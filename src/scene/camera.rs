use crate::core::math::transform::{TransformFactory, TransformSet};
use crate::error::Result;
use nalgebra::Vector3;

/// Screen rectangle plus depth range that the [-1, 1]³ cube is mapped onto.
#[derive(Debug, Clone, Copy, PartialEq)]
pub struct Viewport {
    pub x: f32,
    pub y: f32,
    pub width: f32,
    pub height: f32,
    pub depth: f32,
}

impl Viewport {
    /// Centered rectangle covering three quarters of the image.
    pub fn centered(image_width: usize, image_height: usize, depth: f32) -> Self {
        let (w, h) = (image_width as f32, image_height as f32);
        Self {
            x: w / 8.0,
            y: h / 8.0,
            width: w * 3.0 / 4.0,
            height: h * 3.0 / 4.0,
            depth,
        }
    }
}

/// Look-at camera with a single projection coefficient.
#[derive(Debug, Clone, Copy, PartialEq)]
pub struct Camera {
    pub eye: Vector3<f32>,
    pub center: Vector3<f32>,
    pub up: Vector3<f32>,
    /// Perspective camera (coeff = -1 / distance) or orthographic (coeff = 0).
    pub perspective: bool,
}

impl Camera {
    pub fn new(eye: Vector3<f32>, center: Vector3<f32>, up: Vector3<f32>) -> Self {
        Self {
            eye,
            center,
            up,
            perspective: true,
        }
    }

    /// Orthographic camera looking from `eye` toward `center`.
    pub fn orthographic(eye: Vector3<f32>, center: Vector3<f32>, up: Vector3<f32>) -> Self {
        Self {
            perspective: false,
            ..Self::new(eye, center, up)
        }
    }

    pub fn projection_coeff(&self) -> Result<f32> {
        if self.perspective {
            TransformFactory::perspective_coeff(&self.eye, &self.center)
        } else {
            Ok(0.0)
        }
    }

    /// Builds the ModelView, Projection and Viewport matrices for this camera.
    pub fn transforms(&self, viewport: &Viewport) -> Result<TransformSet> {
        let model_view = TransformFactory::look_at(&self.eye, &self.center, &self.up)?;
        let projection = TransformFactory::projection(self.projection_coeff()?);
        let viewport = TransformFactory::viewport(
            viewport.x,
            viewport.y,
            viewport.width,
            viewport.height,
            viewport.depth,
        );
        Ok(TransformSet::new(model_view, projection, viewport))
    }
}

#[cfg(test)]
mod tests {
    use super::*;
    use crate::core::math::transform::{embed, perspective_divide};

    #[test]
    fn center_lands_in_the_middle_of_the_viewport() {
        let cam = Camera::new(Vector3::new(1.0, 1.0, 3.0), Vector3::zeros(), Vector3::y());
        let vp = Viewport::centered(800, 800, 2000.0);
        let set = cam.transforms(&vp).unwrap();
        let p = perspective_divide(&(set.combined() * embed(&cam.center, 1.0))).unwrap();
        assert!((p.x - 400.0).abs() < 1e-3);
        assert!((p.y - 400.0).abs() < 1e-3);
    }

    #[test]
    fn orthographic_camera_keeps_w_at_one() {
        let cam = Camera::orthographic(Vector3::new(1.0, 1.0, 1.0), Vector3::zeros(), Vector3::y());
        let set = cam.transforms(&Viewport::centered(100, 100, 255.0)).unwrap();
        let clip = set.combined() * embed(&Vector3::new(0.3, -0.4, 0.2), 1.0);
        assert!((clip.w - 1.0).abs() < 1e-6);
    }

    #[test]
    fn coincident_eye_and_center_fail() {
        let cam = Camera::new(Vector3::zeros(), Vector3::zeros(), Vector3::y());
        assert!(cam.transforms(&Viewport::centered(10, 10, 1.0)).is_err());
    }
}
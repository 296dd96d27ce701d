use crate::error::{RenderError, Result};
use crate::scene::mesh::{FaceVertex, Mesh, face_normal};
use log::{info, warn};
use nalgebra::{Vector2, Vector3};
use std::path::Path;

/// Loads an OBJ file into a single triangulated Mesh.
///
/// Position, uv and normal indices are kept separate, so seams in uv space
/// survive. Sub-objects of the file are merged. Missing normals are replaced
/// by face normals, missing uvs by (0, 0).
pub fn load_obj<P: AsRef<Path>>(path: P) -> Result<Mesh> {
    let path_obj = path.as_ref();
    let fail = |reason: String| RenderError::MeshLoad {
        path: path_obj.display().to_string(),
        reason,
    };
    if !path_obj.exists() {
        return Err(fail("file not found".to_string()));
    }

    info!("Loading OBJ file: {}", path_obj.display());

    let load_options = tobj::LoadOptions {
        triangulate: true,
        single_index: false,
        ..Default::default()
    };

    // Materials come from the `<stem>_*.tga` convention instead of MTL files.
    let (models, _materials) =
        tobj::load_obj(path_obj, &load_options).map_err(|e| fail(e.to_string()))?;

    let mut mesh = Mesh::default();

    for model in models {
        let src = &model.mesh;
        if src.indices.len() % 3 != 0 {
            return Err(fail(format!(
                "object '{}' has {} indices, not a triangle list",
                model.name,
                src.indices.len()
            )));
        }

        // 1. Attribute arrays, appended with per-attribute offsets
        let position_base = mesh.positions.len();
        let uv_base = mesh.uvs.len();
        let normal_base = mesh.normals.len();

        mesh.positions.extend(
            src.positions
                .chunks_exact(3)
                .map(|p| Vector3::new(p[0], p[1], p[2])),
        );
        mesh.uvs.extend(
            src.texcoords
                .chunks_exact(2)
                .map(|t| Vector2::new(t[0], t[1])),
        );
        mesh.normals.extend(
            src.normals
                .chunks_exact(3)
                .map(|n| Vector3::new(n[0], n[1], n[2])),
        );

        let has_uvs = src.texcoord_indices.len() == src.indices.len();
        let has_normals = src.normal_indices.len() == src.indices.len();
        if !has_uvs {
            warn!("Mesh '{}' is missing texture coordinates.", model.name);
        }
        if !has_normals {
            warn!("Mesh '{}' is missing normals. Using face normals.", model.name);
        }

        // 2. Faces
        for (f, corners) in src.indices.chunks_exact(3).enumerate() {
            let mut face = [FaceVertex::default(); 3];
            for (nth, &index) in corners.iter().enumerate() {
                let position = position_base + index as usize;
                if position >= mesh.positions.len() {
                    return Err(fail(format!("position index {index} out of range")));
                }
                face[nth].position = position;
                face[nth].uv = if has_uvs {
                    uv_base + src.texcoord_indices[f * 3 + nth] as usize
                } else {
                    usize::MAX
                };
            }

            if has_normals {
                for nth in 0..3 {
                    face[nth].normal = normal_base + src.normal_indices[f * 3 + nth] as usize;
                }
            } else {
                let n = face_normal(&face.map(|c| mesh.positions[c.position]));
                let index = mesh.normals.len();
                mesh.normals.push(n);
                for corner in face.iter_mut() {
                    corner.normal = index;
                }
            }
            mesh.faces.push(face);
        }
    }

    if mesh.faces.is_empty() {
        return Err(fail("no triangles".to_string()));
    }

    info!(
        "OBJ loaded successfully. Positions: {}, UVs: {}, Normals: {}, Faces: {}",
        mesh.positions.len(),
        mesh.uvs.len(),
        mesh.normals.len(),
        mesh.face_count()
    );

    Ok(mesh)
}
use crate::core::pipeline::Shader;
use crate::scene::context::RenderContext;
use nalgebra::{Vector3, Vector4};

/// Colors each face with a palette entry, cycling through the palette by face index.
pub struct FlatShader {
    palette: Vec<Vector3<f32>>,
    face: usize,
}

impl FlatShader {
    pub fn new(palette: Vec<Vector3<f32>>) -> Self {
        Self { palette, face: 0 }
    }

    /// Six saturated colors, so neighbouring faces stay distinguishable.
    pub fn rainbow() -> Self {
        Self::new(vec![
            Vector3::new(1.0, 0.0, 0.0),
            Vector3::new(1.0, 0.6, 0.0),
            Vector3::new(1.0, 1.0, 0.0),
            Vector3::new(0.0, 1.0, 0.0),
            Vector3::new(0.0, 0.5, 1.0),
            Vector3::new(0.6, 0.0, 1.0),
        ])
    }
}

impl Shader for FlatShader {
    fn vertex(&mut self, ctx: &RenderContext, face: usize, nth: usize) -> Vector4<f32> {
        self.face = face;
        ctx.clip_position(face, nth)
    }

    fn fragment(&self, _ctx: &RenderContext, _bar: Vector3<f32>) -> Option<Vector3<f32>> {
        if self.palette.is_empty() {
            return Some(Vector3::repeat(1.0));
        }
        Some(self.palette[self.face % self.palette.len()])
    }
}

◆ ◆ ◆ ◆ ◆ ◆ ◆

## What to work on
Only an exact copy of the listing above, from its first line up to and including the line with "for this camera.", counts as the answer.

## Exercise answer
filename src/scene/camera.rs
use crate::core::math::transform::{TransformFactory, TransformSet};
use crate::error::Result;
use nalgebra::Vector3;

/// Screen rectangle plus depth range that the [-1, 1]³ cube is mapped onto.
#[derive(Debug, Clone, Copy, PartialEq)]
pub struct Viewport {
    pub x: f32,
    pub y: f32,
    pub width: f32,
    pub height: f32,
    pub depth: f32,
}

impl Viewport {
    /// Centered rectangle covering three quarters of the image.
    pub fn centered(image_width: usize, image_height: usize, depth: f32) -> Self {
        let (w, h) = (image_width as f32, image_height as f32);
        Self {
            x: w / 8.0,
            y: h / 8.0,
            width: w * 3.0 / 4.0,
            height: h * 3.0 / 4.0,
            depth,
        }
    }
}

/// Look-at camera with a single projection coefficient.
#[derive(Debug, Clone, Copy, PartialEq)]
pub struct Camera {
    pub eye: Vector3<f32>,
    pub center: Vector3<f32>,
    pub up: Vector3<f32>,
    /// Perspective camera (coeff = -1 / distance) or orthographic (coeff = 0).
    pub perspective: bool,
}

impl Camera {
    pub fn new(eye: Vector3<f32>, center: Vector3<f32>, up: Vector3<f32>) -> Self {
        Self {
            eye,
            center,
            up,
            perspective: true,
        }
    }

    /// Orthographic camera looking from `eye` toward `center`.
    pub fn orthographic(eye: Vector3<f32>, center: Vector3<f32>, up: Vector3<f32>) -> Self {
        Self {
            perspective: false,
            ..Self::new(eye, center, up)
        }
    }

    pub fn projection_coeff(&self) -> Result<f32> {
        if self.perspective {
            TransformFactory::perspective_coeff(&self.eye, &self.center)
        } else {
            Ok(0.0)
        }
    }

    /// Builds the ModelView, Projection and Viewport matrices for this camera.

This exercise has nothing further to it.